The Austin, Texas, company said it made $1.13 billion from January through March compared with $2.51 billion in the same period a year ago.
Revenue was $21.3 billion, down 9% from last year as worldwide sales dropped nearly 9% due to increased competition and slowing demand for electric vehicles. Tesla also blamed an arson attack at its German plant and factory downtime as it switched factories to an updated version of the Model 3 sedan.
Excluding one-time items such as stock-based compensation, Tesla made 45 cents per share, falling short of analyst estimates of 49 cents, according to FactSet.
The company’s gross profit margin, the percentage of revenue it gets to keep after expenses, fell once again to 17.4%. A year ago it was 19.3%, and it peaked at 29.1% in the first quarter of 2022.
Tesla said in a letter to investors Tuesday that its vehicle sales growth “may be notably lower” than last year as it works on the launch of its next generation vehicle and unidentified other products.
The next generation vehicle apparently is the small Model 2, which is expected to cost around $25,000 and give Tesla more appeal to mass-market buyers. It wasn’t clear whether the company would continue to pursue that car.
The company also appears to be counting on a vehicle built to be a fully autonomous robotaxi as the catalyst for future earnings growth. CEO Elon Musk has said the robotaxi will be unveiled on Aug. 8.
Shares of Tesla rose 5.2% in trading after Tuesday’s closing bell, but they are down more than 40% this year. The S&P 500 index is up about 5%.
Investors and analysts will be looking for more specific answers from Musk on an earnings conference call later Tuesday. Many analysts say the sales decline raises questions about demand for Teslas and other electric vehicles.
Musk has been touting the robotaxi as a growth catalyst for Tesla since the hardware for it went on sale late in 2015. He has called the system “Full Self Driving,” even though the company says on its website that it can’t drive itself and humans must be ready to take control at all times.
In 2019, Musk promised a fleet of autonomous robotaxis by 2020 that would bring income to Tesla owners and make their car values appreciate. Instead, they’ve declined with price cuts, as the autonomous robotaxis have been delayed year after year while being tested by owners as the company gathers road data for its computers.
Industry analysts are skeptical, and feared that Musk has canceled or delayed plans for the Model 2.
Over the weekend, Tesla lopped $2,000 off the price of the Models Y, S and X in the U.S. and reportedly made cuts in other countries including China. It also slashed the cost of “Full Self Driving” by one third to $8,000.
In a note to investors Monday, Bank of America Global Research analyst John Murphy wrote that Tesla’s shares have been under pressure since the start of the year due to weaker EV sales, and production that exceeds demand.

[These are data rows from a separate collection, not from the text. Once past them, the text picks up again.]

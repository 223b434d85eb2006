use axum::{
	body::Body,
	extract::rejection,
	http::{Response, StatusCode},
	response::{IntoResponse, Redirect},
	Json,
};
use serde::Serialize;

use crate::route::auth::Error as AuthError;

/// Error type for the application.
///
/// The Display trait is not sent to the client, so it can show
/// sensitive information.
#[derive(Debug, thiserror::Error)]
pub enum Error {
	#[error("validation error: {0}")]
	Validation(#[from] validator::ValidationErrors),
	#[error("json error: {0}")]
	Json(#[from] rejection::JsonRejection),
	#[error("query error: {0}")]
	Query(#[from] rejection::QueryRejection),
	#[error("auth error: {0}")]
	Auth(#[from] AuthError),
	#[error("{0} not found")]
	NotFound(&'static str),
	#[error("login required to access {next}")]
	LoginRequired { next: String },
	#[error("database error: {0}")]
	Database(#[from] sqlx::Error),
}

#[derive(Debug, Serialize)]
pub struct ErrorResponse {
	pub success: bool,
	pub errors: Vec<String>,
}

impl IntoResponse for Error {
	fn into_response(self) -> Response<Body> {
		match self {
			Error::Validation(errors) => (
				StatusCode::BAD_REQUEST,
				Json(ErrorResponse {
					errors: errors
						.field_errors()
						.into_iter()
						.map(move |(field, errors)| {
							errors
								.into_iter()
								.map(move |error| format!("{}: {}", field, error))
						})
						.flatten()
						.collect(),
					success: false,
				}),
			)
				.into_response(),
			Error::Json(error) => (
				StatusCode::BAD_REQUEST,
				Json(ErrorResponse {
					errors: vec![error.to_string()],
					success: false,
				}),
			)
				.into_response(),
			Error::Query(error) => (
				StatusCode::BAD_REQUEST,
				Json(ErrorResponse {
					errors: vec![error.to_string()],
					success: false,
				}),
			)
				.into_response(),
			Error::Auth(error) => (
				error.status(),
				Json(ErrorResponse {
					errors: vec![error.to_string()],
					success: false,
				}),
			)
				.into_response(),
			Error::NotFound(what) => (
				StatusCode::NOT_FOUND,
				Json(ErrorResponse {
					errors: vec![format!("{what} not found")],
					success: false,
				}),
			)
				.into_response(),
			// Denied without credentials is never an error status: the
			// client is sent to the login form with a way back.
			Error::LoginRequired { next } => {
				Redirect::to(&format!("/auth/login/?next={next}")).into_response()
			}
			_ => (
				StatusCode::INTERNAL_SERVER_ERROR,
				Json(ErrorResponse {
					errors: Vec::new(),
					success: false,
				}),
			)
				.into_response(),
		}
	}
}
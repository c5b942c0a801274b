//! Number to words – spells out a whole rupee amount using the Indian
//! numbering system (lakh / thousand / hundred).

const ONES: [&str; 10] = [
    "", "One", "Two", "Three", "Four", "Five", "Six", "Seven", "Eight", "Nine",
];

const TENS: [&str; 10] = [
    "", "", "Twenty", "Thirty", "Forty", "Fifty", "Sixty", "Seventy", "Eighty", "Ninety",
];

const TEENS: [&str; 10] = [
    "Ten",
    "Eleven",
    "Twelve",
    "Thirteen",
    "Fourteen",
    "Fifteen",
    "Sixteen",
    "Seventeen",
    "Eighteen",
    "Nineteen",
];

const LAKH: u64 = 100_000;
const THOUSAND: u64 = 1_000;

/// Convert a non-negative integer to English words with Indian grouping.
///
/// ```
/// use invoice_forge::words::to_words;
/// assert_eq!(to_words(105), "One Hundred Five");
/// assert_eq!(to_words(100_000), "One Lakh");
/// ```
pub fn to_words(n: u64) -> String {
    if n == 0 {
        return "Zero".to_string();
    }
    grouped_words(n).join(" ")
}

/// Words for `n > 0`, one entry per word.
fn grouped_words(n: u64) -> Vec<&'static str> {
    let lakhs = n / LAKH;
    let thousands = (n % LAKH) / THOUSAND;
    let hundreds = n % THOUSAND;

    let mut words = Vec::new();
    if lakhs > 0 {
        // Counts beyond 999 lakh reuse the same grouping ("One Thousand Lakh").
        if lakhs >= THOUSAND {
            words.extend(grouped_words(lakhs));
        } else {
            words.extend(below_thousand(lakhs));
        }
        words.push("Lakh");
    }
    if thousands > 0 {
        words.extend(below_thousand(thousands));
        words.push("Thousand");
    }
    if hundreds > 0 {
        words.extend(below_thousand(hundreds));
    }
    words
}

/// Words for `0..=999`; empty for zero.
fn below_thousand(n: u64) -> Vec<&'static str> {
    debug_assert!(n < THOUSAND);
    let mut words = Vec::with_capacity(4);
    let mut rest = n as usize;

    if rest >= 100 {
        words.push(ONES[rest / 100]);
        words.push("Hundred");
        rest %= 100;
    }

    match rest {
        10..=19 => words.push(TEENS[rest - 10]),
        20.. => {
            words.push(TENS[rest / 10]);
            if rest % 10 > 0 {
                words.push(ONES[rest % 10]);
            }
        }
        1..=9 => words.push(ONES[rest]),
        _ => {}
    }
    words
}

“We retain some level of skepticism on Tesla’s growth prospects, but also see opportunities as the company will unveil future growth drivers (robotaxi and Model 2) in the coming months,” Murphy wrote, adding that he maintains a neutral rating on the stock.
On Sunday, Musk wrote on X, the social media platform he owns, that like other automakers, Tesla prices change frequently “in order to match production with demand.”
From January through March, Tesla manufactured 433,371 vehicles and delivered 386,810, making over 46,000 more than it sold. This even after it cut prices last year on some of its more expensive models by up to $20,000.
Last week Tesla announced it would cut 10% of its 140,000 employees, and key executive Andrew Baglino, senior vice president of powertrain and energy engineering, announced he was leaving after 18 years. The company also announced that it would ask shareholders to restore a $56 billion pay package for Musk that was rejected by a Delaware court.
Murphy wrote that on Tuesday, he expects Musk and the company to give some hints about the robotaxi, and also could reiterate an intent to start making the Model 2 in 2025 or 2026.
For years, Musk has told owners and investors that Teslas with “Full Self Driving” software and hardware will be able to drive themselves and could earn money carrying passengers when they normally would have been parked.
But “Full Self Driving” thus far has not been anything other than a partially automated driver assist system that can’t drive itself.
Early last year the National Highway Traffic Safety Administration made Tesla recall its “Full Self-Driving” system because it can misbehave around intersections and doesn’t always follow speed limits. Tesla’s less-sophisticated Autopilot system also was recalled to bolster its driver monitoring system.
Some experts, though, don’t think any system that relies solely on cameras like Tesla’s can ever reach full autonomy.